ECLI:NL:RBDHA:2020:2743

Rechtbank Den Haag

Datum uitspraak
26 maart 2020
Publicatiedatum
27 maart 2020
Zaaknummer
NL20.5825
Instantie
Rechtbank Den Haag
Type
Uitspraak
Rechtsgebied
Bestuursrecht; Vreemdelingenrecht
Procedures
  • Eerste aanleg - meervoudig
Vindplaatsen
  • Rechtspraak.nl
AI samenvatting door LexboostAutomatisch gegenereerd

Afwijzing verzoek om voorlopige voorziening in asielzaak

In deze zaak heeft de voorzieningenrechter van de Rechtbank Den Haag op 26 maart 2020 uitspraak gedaan in een verzoek om een voorlopige voorziening in het kader van een asielaanvraag. De verzoeker, vertegenwoordigd door zijn gemachtigde mr. J.M.M. Heilbron, had een aanvraag ingediend voor een verblijfsvergunning asiel voor bepaalde tijd. Deze aanvraag werd door de Staatssecretaris van Justitie en Veiligheid, verweerder in deze procedure, niet in behandeling genomen op basis van artikel 30, eerste lid, van de Vreemdelingenwet 2000. Hiertegen heeft de verzoeker beroep ingesteld en verzocht om een voorlopige voorziening.

De voorzieningenrechter heeft op basis van artikel 8:83, vierde lid, van de Algemene wet bestuursrecht (Awb) uitspraak gedaan zonder zitting. In een eerdere uitspraak, zaaknummer NL20.5824, heeft de rechtbank het beroep in de bodemzaak ongegrond verklaard. Hierdoor was er geen grond meer voor het treffen van een voorlopige voorziening, en heeft de voorzieningenrechter het verzoek om voorlopige voorziening afgewezen. Tevens is er geen aanleiding voor een proceskostenveroordeling.

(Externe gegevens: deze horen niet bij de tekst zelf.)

//! CSV import service
//!
//! Reads files in the export format (`Date,Type,Category,Amount,Description`)
//! one line per row. Bad rows are reported and skipped; the rest are recorded
//! through the same paths as interactive entry. The wallet is saved once at
//! the end, and only if at least one row was imported.

use std::fmt;
use std::io::BufRead;

use chrono::{NaiveDate, NaiveTime};

use crate::audit::{AuditEntry, EntityType};
use crate::error::{FinanceError, FinanceResult};
use crate::export::csv::{CSV_HEADER, CSV_HEADER_FIELDS};
use crate::models::{Money, TransactionType, Wallet};
use crate::services::{CategoryService, WalletService};
use crate::storage::Storage;

/// A rejected row
#[derive(Debug, Clone, PartialEq, Eq)]
pub struct ImportError {
    /// 1-based line number, counting the header as line 1
    pub line: u64,
    pub message: String,
}

impl fmt::Display for ImportError {
    fn fmt(&self, f: &mut fmt::Formatter<'_>) -> fmt::Result {
        write!(f, "Line {}: {}", self.line, self.message)
    }
}

/// Outcome of an import
#[derive(Debug, Clone, Default, PartialEq, Eq)]
pub struct ImportResult {
    /// Number of rows recorded
    pub imported: usize,
    pub errors: Vec<ImportError>,
}

/// A row that passed parsing
struct ParsedRow {
    date: NaiveDate,
    kind: TransactionType,
    category: String,
    amount: Money,
    description: Option<String>,
}

/// Service for importing transactions from CSV
pub struct ImportService<'a> {
    storage: &'a Storage,
}

impl<'a> ImportService<'a> {
    /// Create a new import service
    pub fn new(storage: &'a Storage) -> Self {
        Self { storage }
    }

    /// Import every valid row from `reader` into `wallet`
    ///
    /// Each line is one row. A wrong or missing header rejects the whole
    /// file with `FinanceError::Import`.
    pub fn import_csv<R: BufRead>(&self, wallet: &mut Wallet, reader: R) -> FinanceResult<ImportResult> {
        let mut lines = reader.lines();

        let header = match lines.next() {
            Some(line) => line.map_err(|e| FinanceError::Import(e.to_string()))?,
            None => String::new(),
        };
        let header_fields = split_csv_line(&header);
        let header_ok = header_fields.len() == CSV_HEADER_FIELDS.len()
            && header_fields
                .iter()
                .zip(CSV_HEADER_FIELDS)
                .all(|(actual, expected)| actual.trim() == expected);
        if !header_ok {
            return Err(FinanceError::Import(format!(
                "Invalid CSV header. Expected: {}",
                CSV_HEADER
            )));
        }

        let categories = CategoryService::new(self.storage);
        let transactions = WalletService::new(self.storage);
        let mut result = ImportResult::default();

        for (index, line) in lines.enumerate() {
            // header is line 1
            let line_number = index as u64 + 2;
            let text = line.map_err(|e| {
                FinanceError::Import(format!("Line {}: {}", line_number, e))
            })?;
            if text.trim().is_empty() {
                continue;
            }

            let fields = split_csv_line(&text);
            let outcome = parse_row(&fields).and_then(|row| {
                let category = categories.resolve(wallet, &row.category)?;
                let timestamp = row.date.and_time(NaiveTime::MIN);
                match row.kind {
                    TransactionType::Income => transactions.append_income(
                        wallet,
                        row.amount,
                        &category,
                        row.description,
                        timestamp,
                    ),
                    TransactionType::Expense => transactions.append_expense(
                        wallet,
                        row.amount,
                        &category,
                        row.description,
                        timestamp,
                    ),
                }
            });

            match outcome {
                Ok(_) => result.imported += 1,
                Err(e) => result.errors.push(ImportError {
                    line: line_number,
                    message: row_message(&e),
                }),
            }
        }

        if result.imported > 0 {
            self.storage.save_wallet(wallet)?;
            self.storage.log_entry(AuditEntry::import(
                EntityType::Wallet,
                wallet.owner_login(),
                format!(
                    "{} imported, {} rejected",
                    result.imported,
                    result.errors.len()
                ),
            ));
        }
        tracing::info!(
            owner = wallet.owner_login(),
            imported = result.imported,
            rejected = result.errors.len(),
            "csv import finished"
        );

        Ok(result)
    }
}

/// Split one line into fields
///
/// A `"` toggles quoting, `""` inside quotes is a literal `"`, and commas
/// split fields only outside quotes. Quoting never continues past the line.
fn split_csv_line(line: &str) -> Vec<String> {
    let mut fields = Vec::new();
    let mut current = String::new();
    let mut in_quotes = false;
    let mut chars = line.chars().peekable();

    while let Some(c) = chars.next() {
        match c {
            '"' if in_quotes && chars.peek() == Some(&'"') => {
                current.push('"');
                chars.next();
            }
            '"' => in_quotes = !in_quotes,
            ',' if !in_quotes => fields.push(std::mem::take(&mut current)),
            _ => current.push(c),
        }
    }
    fields.push(current);
    fields
}

fn parse_row(fields: &[String]) -> FinanceResult<ParsedRow> {
    if fields.len() < 4 {
        return Err(FinanceError::InvalidInput(
            "Invalid format (expected at least 4 fields)".into(),
        ));
    }

    let field = |i: usize| fields[i].trim();

    let date = NaiveDate::parse_from_str(field(0), "%Y-%m-%d")
        .map_err(|_| FinanceError::InvalidInput(format!("Invalid date '{}'", field(0))))?;
    let kind: TransactionType = field(1).parse()?;
    let amount = Money::parse(field(3))
        .map_err(|_| FinanceError::InvalidInput(format!("Invalid amount '{}'", field(3))))?;
    if !amount.is_positive() {
        return Err(FinanceError::InvalidAmount(
            "Amount must be greater than 0".into(),
        ));
    }

    let description = fields
        .get(4)
        .filter(|d| !d.trim().is_empty())
        .cloned();

    Ok(ParsedRow {
        date,
        kind,
        category: field(2).to_string(),
        amount,
        description,
    })
}

/// Row-level message without the error-kind prefix
fn row_message(error: &FinanceError) -> String {
    match error {
        FinanceError::InvalidInput(msg) | FinanceError::InvalidAmount(msg) => msg.clone(),
        other => other.to_string(),
    }
}

#[cfg(test)]
mod tests {
    use super::*;

    fn wallet() -> Wallet {
        Wallet::new("alice", Money::from_parts(1000, 0)).unwrap()
    }

    #[test]
    fn test_import_valid_rows() {
        let storage = Storage::in_memory();
        let service = ImportService::new(&storage);
        let mut wallet = wallet();

        let data = "\
Date,Type,Category,Amount,Description
2025-01-10,INCOME,Salary,5000,\"January\"
2025-01-11,EXPENSE,Food,200.50,\"groceries; bread\"
2025-01-12,EXPENSE,food,49.50,\"said \"\"hi\"\"\"
";
        let result = service.import_csv(&mut wallet, data.as_bytes()).unwrap();

        assert_eq!(result.imported, 3);
        assert!(result.errors.is_empty());
        assert_eq!(wallet.balance(), Money::from_parts(5750, 0));

        let budget = wallet.budget_by_name("food").unwrap();
        assert_eq!(budget.category().name(), "Food");
        assert_eq!(budget.spent(), Money::from_parts(250, 0));

        let last = &wallet.transactions()[2];
        assert_eq!(last.description(), Some("said \"hi\""));
        assert_eq!(last.category().name(), "Food");
        assert_eq!(last.timestamp().to_string(), "2025-01-12 00:00:00");

        assert!(storage.wallets.find_by_owner("alice").unwrap().is_some());
    }

    #[test]
    fn test_invalid_header_rejects_everything() {
        let storage = Storage::in_memory();
        let service = ImportService::new(&storage);
        let mut wallet = wallet();

        let data = "When,Kind,Category,Amount\n2025-01-10,INCOME,Salary,5000\n";
        let err = service.import_csv(&mut wallet, data.as_bytes()).unwrap_err();
        assert_eq!(
            err.to_string(),
            "Import error: Invalid CSV header. Expected: Date,Type,Category,Amount,Description"
        );
        assert!(wallet.transactions().is_empty());
    }

    #[test]
    fn test_bad_rows_are_reported_and_skipped() {
        let storage = Storage::in_memory();
        let service = ImportService::new(&storage);
        let mut wallet = wallet();

        let data = "\
Date,Type,Category,Amount,Description
2025-01-10,INCOME,Salary

2025-01-11,EXPENSE,Food,0,\"\"
2025-13-01,EXPENSE,Food,5,\"\"
2025-01-12,TRANSFER,Food,5,\"\"
2025-01-13,EXPENSE,Food,abc,\"\"
2025-01-14,EXPENSE,Food,12
";
        let result = service.import_csv(&mut wallet, data.as_bytes()).unwrap();

        assert_eq!(result.imported, 1);
        let lines: Vec<_> = result.errors.iter().map(|e| e.line).collect();
        assert_eq!(lines, vec![2, 4, 5, 6, 7]);
        assert_eq!(
            result.errors[0].to_string(),
            "Line 2: Invalid format (expected at least 4 fields)"
        );
        assert_eq!(
            result.errors[1].to_string(),
            "Line 4: Amount must be greater than 0"
        );
        assert_eq!(wallet.balance(), Money::from_parts(988, 0));
    }

    #[test]
    fn test_unterminated_quote_stays_on_its_line() {
        let storage = Storage::in_memory();
        let service = ImportService::new(&storage);
        let mut wallet = wallet();

        let data = "\
Date,Type,Category,Amount,Description
2025-01-10,EXPENSE,Food,5,\"broken
2025-01-11,INCOME,Salary,100,ok
2025-01-12,EXPENSE,Food,7,\"\"
";
        let result = service.import_csv(&mut wallet, data.as_bytes()).unwrap();

        assert_eq!(result.imported, 3);
        assert!(result.errors.is_empty());
        assert_eq!(wallet.balance(), Money::from_parts(1088, 0));
        assert_eq!(wallet.transactions()[0].description(), Some("broken"));
        assert_eq!(wallet.transactions()[1].description(), Some("ok"));
        assert_eq!(wallet.transactions()[2].description(), None);
    }

    #[test]
    fn test_quotes_toggle_inside_unquoted_field() {
        let storage = Storage::in_memory();
        let service = ImportService::new(&storage);
        let mut wallet = wallet();

        let data = "Date,Type,Category,Amount,Description\n2025-01-10,INCOME,Gift,10,say \"\"hi\"\"\n";
        let result = service.import_csv(&mut wallet, data.as_bytes()).unwrap();

        assert_eq!(result.imported, 1);
        assert_eq!(wallet.transactions()[0].description(), Some("say hi"));
    }

    #[test]
    fn test_quoted_comma_does_not_split() {
        assert_eq!(
            split_csv_line("2025-01-10,EXPENSE,Food,5,\"a,b\""),
            vec!["2025-01-10", "EXPENSE", "Food", "5", "a,b"]
        );

        let storage = Storage::in_memory();
        let service = ImportService::new(&storage);
        let mut wallet = wallet();

        let data = "Date,Type,Category,Amount,Description\n2025-01-10,EXPENSE,Food,5,\"a,b\"\n";
        let result = service.import_csv(&mut wallet, data.as_bytes()).unwrap();

        assert_eq!(result.imported, 1);
        assert_eq!(wallet.transactions()[0].description(), Some("a,b"));
    }

    #[test]
    fn test_line_numbers_after_malformed_quoting() {
        let storage = Storage::in_memory();
        let service = ImportService::new(&storage);
        let mut wallet = wallet();

        // line 2 leaves a quote open, swallowing the commas that follow it
        let data = "\
Date,Type,Category,Amount,Description
2025-01-10,\"EXPENSE\"\",Food,5,\"x\"
2025-01-11,EXPENSE,Food,0,\"\"

2025-01-12,INCOME,Salary,50,\"a \"\"b\"\" c\"
2025-01-13,EXPENSE,Food
";
        let result = service.import_csv(&mut wallet, data.as_bytes()).unwrap();

        assert_eq!(result.imported, 1);
        let lines: Vec<_> = result.errors.iter().map(|e| e.line).collect();
        assert_eq!(lines, vec![2, 3, 6]);
        assert_eq!(
            result.errors[1].to_string(),
            "Line 3: Amount must be greater than 0"
        );
        assert_eq!(wallet.transactions()[0].description(), Some("a \"b\" c"));
    }

    #[test]
    fn test_missing_header_is_rejected() {
        let storage = Storage::in_memory();
        let service = ImportService::new(&storage);
        let mut wallet = wallet();

        let err = service.import_csv(&mut wallet, "".as_bytes()).unwrap_err();
        assert!(matches!(err, FinanceError::Import(_)));
    }

    #[test]
    fn test_nothing_imported_does_not_save() {
        let storage = Storage::in_memory();
        let service = ImportService::new(&storage);
        let mut wallet = wallet();

        let data = "Date,Type,Category,Amount,Description\n2025-01-11,EXPENSE,Food,-1,\"\"\n";
        let result = service.import_csv(&mut wallet, data.as_bytes()).unwrap();

        assert_eq!(result.imported, 0);
        assert_eq!(result.errors.len(), 1);
        assert!(storage.wallets.find_by_owner("alice").unwrap().is_none());
    }
}
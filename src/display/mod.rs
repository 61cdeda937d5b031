//! Display formatting for terminal output
//!
//! Renders wallets, budgets and transaction listings as plain-text tables
//! for the interactive shell.

pub mod budget;
pub mod category;
pub mod summary;
pub mod transaction;

pub use budget::format_budget_table;
pub use category::format_category_list;
pub use summary::{format_summary, Summary};
pub use transaction::{format_transaction_table, format_filtered_totals};
//! File I/O utilities with atomic writes
//!
//! A file is either completely written or left untouched.

use std::fs::{self, File};
use std::io::{BufReader, BufWriter, Write};
use std::path::Path;

use serde::{de::DeserializeOwned, Serialize};

use crate::error::{FinanceError, FinanceResult};

/// Read JSON from a file, returning `None` if the file doesn't exist
pub fn read_json_optional<T, P>(path: P) -> FinanceResult<Option<T>>
where
    T: DeserializeOwned,
    P: AsRef<Path>,
{
    let path = path.as_ref();

    if !path.exists() {
        return Ok(None);
    }

    let file = File::open(path)
        .map_err(|e| FinanceError::Storage(format!("Failed to open {}: {}", path.display(), e)))?;

    serde_json::from_reader(BufReader::new(file))
        .map(Some)
        .map_err(|e| FinanceError::Storage(format!("Failed to parse {}: {}", path.display(), e)))
}

/// Read JSON from a file, returning a default value if the file doesn't exist
pub fn read_json<T, P>(path: P) -> FinanceResult<T>
where
    T: DeserializeOwned + Default,
    P: AsRef<Path>,
{
    Ok(read_json_optional(path)?.unwrap_or_default())
}

/// Write JSON to a file atomically (write to temp, sync, then rename)
pub fn write_json_atomic<T, P>(path: P, data: &T) -> FinanceResult<()>
where
    T: Serialize + ?Sized,
    P: AsRef<Path>,
{
    let path = path.as_ref();

    if let Some(parent) = path.parent() {
        fs::create_dir_all(parent).map_err(|e| {
            FinanceError::Storage(format!(
                "Failed to create directory {}: {}",
                parent.display(),
                e
            ))
        })?;
    }

    // Same directory as the target so the rename stays on one filesystem
    let temp_path = path.with_extension("json.tmp");

    let file = File::create(&temp_path)
        .map_err(|e| FinanceError::Storage(format!("Failed to create temp file: {}", e)))?;

    let mut writer = BufWriter::new(file);
    serde_json::to_writer_pretty(&mut writer, data)
        .map_err(|e| FinanceError::Storage(format!("Failed to serialize data: {}", e)))?;

    writer
        .flush()
        .map_err(|e| FinanceError::Storage(format!("Failed to flush data: {}", e)))?;

    writer
        .get_ref()
        .sync_all()
        .map_err(|e| FinanceError::Storage(format!("Failed to sync data: {}", e)))?;

    fs::rename(&temp_path, path).map_err(|e| {
        let _ = fs::remove_file(&temp_path);
        FinanceError::Storage(format!("Failed to rename temp file: {}", e))
    })?;

    Ok(())
}

#[cfg(test)]
mod tests {
    use super::*;
    use serde::{Deserialize, Serialize};
    use tempfile::TempDir;

    #[derive(Debug, Clone, PartialEq, Serialize, Deserialize, Default)]
    struct TestData {
        name: String,
        value: i32,
    }

    #[test]
    fn test_read_nonexistent() {
        let temp_dir = TempDir::new().unwrap();
        let path = temp_dir.path().join("nonexistent.json");

        let data: TestData = read_json(&path).unwrap();
        assert_eq!(data, TestData::default());
        assert!(read_json_optional::<TestData, _>(&path).unwrap().is_none());
    }

    #[test]
    fn test_write_and_read() {
        let temp_dir = TempDir::new().unwrap();
        let path = temp_dir.path().join("nested").join("test.json");

        let data = TestData {
            name: "test".to_string(),
            value: 42,
        };

        write_json_atomic(&path, &data).unwrap();

        let loaded: TestData = read_json(&path).unwrap();
        assert_eq!(data, loaded);
        assert!(!temp_dir.path().join("nested").join("test.json.tmp").exists());
    }

    #[test]
    fn test_corrupt_file_is_storage_error() {
        let temp_dir = TempDir::new().unwrap();
        let path = temp_dir.path().join("broken.json");
        fs::write(&path, "not json at all").unwrap();

        let result = read_json::<TestData, _>(&path);
        assert!(matches!(result, Err(FinanceError::Storage(_))));
    }
}
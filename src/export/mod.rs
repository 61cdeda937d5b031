//! Export module
//!
//! CSV export of filtered transactions; the import side lives in
//! `services::import` and reads the same format.

pub mod csv;

pub use csv::{export_transactions_csv, CSV_HEADER};
//! Interactive command shell
//!
//! Reads one command per line, prompts for the command's fields, and calls
//! into the service layer. The logged-in user lives in an explicit
//! [`Session`] that is handed to each handler; nothing is global.

pub mod account;
pub mod budget;
pub mod category;
pub mod command;
pub mod console;
pub mod export;
pub mod import;
pub mod report;
pub mod transaction;

use std::io::{BufRead, Write};

use crate::config::Settings;
use crate::crypto::PasswordHasher;
use crate::error::{FinanceError, FinanceResult};
use crate::models::{Money, User};
use crate::services::UserService;
use crate::storage::Storage;

pub use command::{Command, HELP_TEXT};
pub use console::Console;

const LOGIN_REQUIRED: &str =
    "You must be logged in to use this command. Use 'login' or 'register' first.";

/// Who is using the shell
#[derive(Debug, Default)]
pub enum Session {
    #[default]
    Anonymous,
    LoggedIn(User),
}

impl Session {
    pub fn user(&self) -> Option<&User> {
        match self {
            Session::LoggedIn(user) => Some(user),
            Session::Anonymous => None,
        }
    }

    pub fn user_mut(&mut self) -> Option<&mut User> {
        match self {
            Session::LoggedIn(user) => Some(user),
            Session::Anonymous => None,
        }
    }

    /// `[guest] > ` or `[<login>] > `
    pub fn prompt(&self) -> String {
        match self {
            Session::LoggedIn(user) => format!("[{}] > ", user.login()),
            Session::Anonymous => "[guest] > ".to_string(),
        }
    }
}

/// Shared, read-only state for command handlers
pub struct Context<'a> {
    pub storage: &'a Storage,
    pub settings: &'a Settings,
    pub hasher: PasswordHasher,
}

impl<'a> Context<'a> {
    pub fn new(storage: &'a Storage, settings: &'a Settings) -> Self {
        Self {
            storage,
            settings,
            hasher: PasswordHasher::new(),
        }
    }

    pub fn with_hasher(mut self, hasher: PasswordHasher) -> Self {
        self.hasher = hasher;
        self
    }

    pub(crate) fn users(&self) -> UserService<'a> {
        UserService::with_hasher(self.storage, self.hasher.clone())
    }
}

/// Run the shell until `exit` or end of input
pub fn run_shell<R: BufRead, W: Write>(
    ctx: &Context<'_>,
    console: &mut Console<R, W>,
) -> FinanceResult<()> {
    let mut session = Session::Anonymous;

    console.println("=== Personal Finance Manager ===")?;
    console.println("Type 'help' to see available commands.\n")?;

    loop {
        console.print(session.prompt())?;
        let Some(line) = console.read_line()? else {
            console.println("")?;
            break;
        };
        if line.trim().is_empty() {
            continue;
        }

        let command = match line.parse::<Command>() {
            Ok(command) => command,
            Err(unknown) => {
                tracing::debug!(input = %unknown, "unknown command");
                console.println("Unknown command. Type 'help' to see available commands.")?;
                continue;
            }
        };
        if command == Command::Exit {
            break;
        }

        tracing::debug!(?command, "dispatching");
        if let Err(e) = dispatch(command, ctx, console, &mut session) {
            report_error(console, &e)?;
        }
    }

    if let Err(e) = save_session(ctx, &session) {
        report_error(console, &e)?;
    }
    console.println("Exiting application. Goodbye!")
}

fn dispatch<R: BufRead, W: Write>(
    command: Command,
    ctx: &Context<'_>,
    console: &mut Console<R, W>,
    session: &mut Session,
) -> FinanceResult<()> {
    if !command.requires_login() {
        return match command {
            Command::Help => console.println(HELP_TEXT),
            Command::Register => account::register(ctx, console, session),
            Command::Login => account::login(ctx, console, session),
            Command::Logout => account::logout(console, session),
            _ => Ok(()),
        };
    }

    let Some(user) = session.user_mut() else {
        return console.println(LOGIN_REQUIRED);
    };

    match command {
        Command::AddIncome => transaction::add_income(ctx, console, user),
        Command::AddExpense => transaction::add_expense(ctx, console, user),
        Command::ShowTransactions => transaction::show_transactions(ctx, console, user),
        Command::SetBudget => budget::set_budget(ctx, console, user),
        Command::ShowBudgets => budget::show_budgets(ctx, console, user),
        Command::ShowCategories => category::show_categories(ctx, console, user),
        Command::RenameCategory => category::rename_category(ctx, console, user),
        Command::ShowSummary => report::show_summary(ctx, console, user),
        Command::ExportTransactions => export::export_transactions(ctx, console, user),
        Command::ImportTransactions => import::import_transactions(ctx, console, user),
        Command::Help | Command::Register | Command::Login | Command::Logout | Command::Exit => {
            Ok(())
        }
    }
}

/// Persist the logged-in user's credentials and wallet
fn save_session(ctx: &Context<'_>, session: &Session) -> FinanceResult<()> {
    if let Some(user) = session.user() {
        ctx.users().save(user)?;
        tracing::info!(login = user.login(), "saved session on exit");
    }
    Ok(())
}

fn report_error<R: BufRead, W: Write>(
    console: &mut Console<R, W>,
    error: &FinanceError,
) -> FinanceResult<()> {
    if error.is_validation() {
        tracing::debug!(%error, "input rejected");
        console.println(error.to_string())
    } else if error.is_user_facing() {
        tracing::debug!(%error, "command failed");
        console.println(format!("Error: {}", error))
    } else {
        tracing::error!(%error, "internal error");
        console.println(format!("Internal error: {}", error))
    }
}

/// Parse a money amount typed at a prompt
pub(crate) fn parse_amount(input: &str) -> FinanceResult<Money> {
    Money::parse(input)
        .map_err(|_| FinanceError::InvalidInput(format!("Invalid amount format: '{}'", input.trim())))
}

#[cfg(test)]
mod tests {
    use super::*;
    use crate::crypto::HashParams;

    fn run(storage: &Storage, input: &str) -> String {
        let settings = Settings::default();
        let ctx = Context::new(storage, &settings)
            .with_hasher(PasswordHasher::with_params(HashParams::insecure_fast()));
        let mut console = Console::new(input.as_bytes(), Vec::new());
        run_shell(&ctx, &mut console).unwrap();
        String::from_utf8(console.into_output()).unwrap()
    }

    #[test]
    fn test_guest_prompt_and_unknown_command() {
        let storage = Storage::in_memory();
        let output = run(&storage, "dance\nhelp\nexit\n");

        assert!(output.contains("[guest] > "));
        assert!(output.contains("Unknown command. Type 'help'"));
        assert!(output.contains("show_transactions"));
        assert!(output.ends_with("Exiting application. Goodbye!\n"));
    }

    #[test]
    fn test_commands_require_login() {
        let storage = Storage::in_memory();
        let output = run(&storage, "add_income\nshow_budgets\n");

        assert_eq!(output.matches(LOGIN_REQUIRED).count(), 2);
    }

    #[test]
    fn test_register_logs_in_and_records() {
        let storage = Storage::in_memory();
        let output = run(
            &storage,
            "register\nalice\npw\n1000\n\
             add_income\n5000\nSalary\nJanuary\n\
             add_expense\n200\nFood\n\n\
             set_budget\nfood\n1000\n\
             add_expense\n900\nFOOD\n\n\
             exit\n",
        );

        assert!(output.contains("User 'alice' registered successfully. You are now logged in."));
        assert!(output.contains("[alice] > "));
        assert!(output.contains("Budget set for category 'Food': 1000"));
        assert!(output.contains(
            "WARNING: Budget limit exceeded for category 'Food' (remaining: -100)."
        ));

        let user = storage.users.find_by_login("alice").unwrap().unwrap();
        assert_eq!(user.wallet().balance(), Money::from_parts(4900, 0));
        assert_eq!(user.wallet().budget_count(), 1);
    }

    #[test]
    fn test_login_refused_while_logged_in() {
        let storage = Storage::in_memory();
        let output = run(&storage, "register\nbob\npw\n0\nlogin\nlogout\nlogout\n");

        assert!(output.contains("You are already logged in as 'bob'. Please logout first."));
        assert!(output.contains("Logging out user: bob"));
        assert!(output.contains("No user is currently logged in."));
    }

    #[test]
    fn test_wrong_password() {
        let storage = Storage::in_memory();
        run(&storage, "register\ncarol\npw\n0\nexit\n");
        let output = run(&storage, "login\ncarol\nnope\nexit\n");

        assert!(output.contains("Error: Invalid login or password"));
        assert!(!output.contains("[carol] > "));
    }

    #[test]
    fn test_rejected_input_is_not_reported_as_failure() {
        let storage = Storage::in_memory();
        let output = run(
            &storage,
            "register\nerin\npw\n0\nadd_income\nlots\nadd_expense\n-5\nFood\n\nexit\n",
        );

        assert!(output.contains("Invalid input: Invalid amount format: 'lots'"));
        assert!(!output.contains("Error: Invalid input"));
        let user = storage.users.find_by_login("erin").unwrap().unwrap();
        assert!(user.wallet().transactions().is_empty());
    }

    #[test]
    fn test_end_of_input_mid_command() {
        let storage = Storage::in_memory();
        let output = run(&storage, "register\ndave\n");

        assert!(output.contains("input ended before the command was complete"));
        assert!(output.ends_with("Goodbye!\n"));
        assert!(!storage.users.exists("dave").unwrap());
    }
}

De uitspraak is gedaan door mr. M.V. van Baaren, in aanwezigheid van griffier mr. L. Meijer. Tegen deze uitspraak staat geen rechtsmiddel open, en de uitspraak is openbaar gemaakt door middel van publicatie.

Uitspraak

RECHTBANK DEN HAAG

Zittingsplaats Rotterdam
Bestuursrecht
zaaknummer: NL20.5825
uitspraak van de voorzieningenrechter als bedoeld in artikel 8:83, vierde lid, van de Algemene wet bestuursrecht in de zaak tussen

[naam verzoeker] , verzoeker

V-nummer: [nummer]
(gemachtigde: mr. J.M.M. Heilbron),
en

de Staatssecretaris van Justitie en Veiligheid, verweerder

(gemachtigde: mr. M.P. de Boo).

Procesverloop

Bij besluit van 4 maart 2020 (het bestreden besluit) heeft verweerder de aanvraag van verzoeker tot het verlenen van een verblijfsvergunning asiel voor bepaalde tijd niet in behandeling genomen op grond van artikel 30, eerste lid, van de Vreemdelingenwet (Vw) 2000.
Verzoeker heeft tegen het bestreden besluit beroep ingesteld. Hij heeft verder de voorzieningenrechter verzocht om een voorlopige voorziening te treffen.
De voorzieningenrechter doet op grond van artikel 8:83, vierde lid, van de Algemene wet bestuursrecht (Awb) uitspraak zonder zitting. De rechtbank sluit het onderzoek.

Overwegingen

1. Bij uitspraak van vandaag, zaaknummer NL20.5824, heeft de rechtbank het beroep in de bodemzaak waarover dit verzoek om voorlopige voorziening gaat ongegrond verklaard. De voorzieningenrechter wijst daarom het verzoek om voorlopige voorziening af. Omdat de rechtbank het beroep ongegrond heeft verklaard, is namelijk geen voorlopige voorziening meer mogelijk.
2. Voor een proceskostenveroordeling bestaat geen aanleiding.

Beslissing

De voorzieningenrechter wijst het verzoek om voorlopige voorziening af.
Deze uitspraak is gedaan door mr. M.V. van Baaren, voorzieningenrechter, in aanwezigheid van mr. L. Meijer, griffier.
Deze uitspraak is openbaar gemaakt door middel van publicatie op
www.rechtspraak.nl. Deze uitspraak is aan partijen bekendgemaakt op:
Rechtsmiddel
Tegen deze uitspraak staat geen rechtsmiddel open.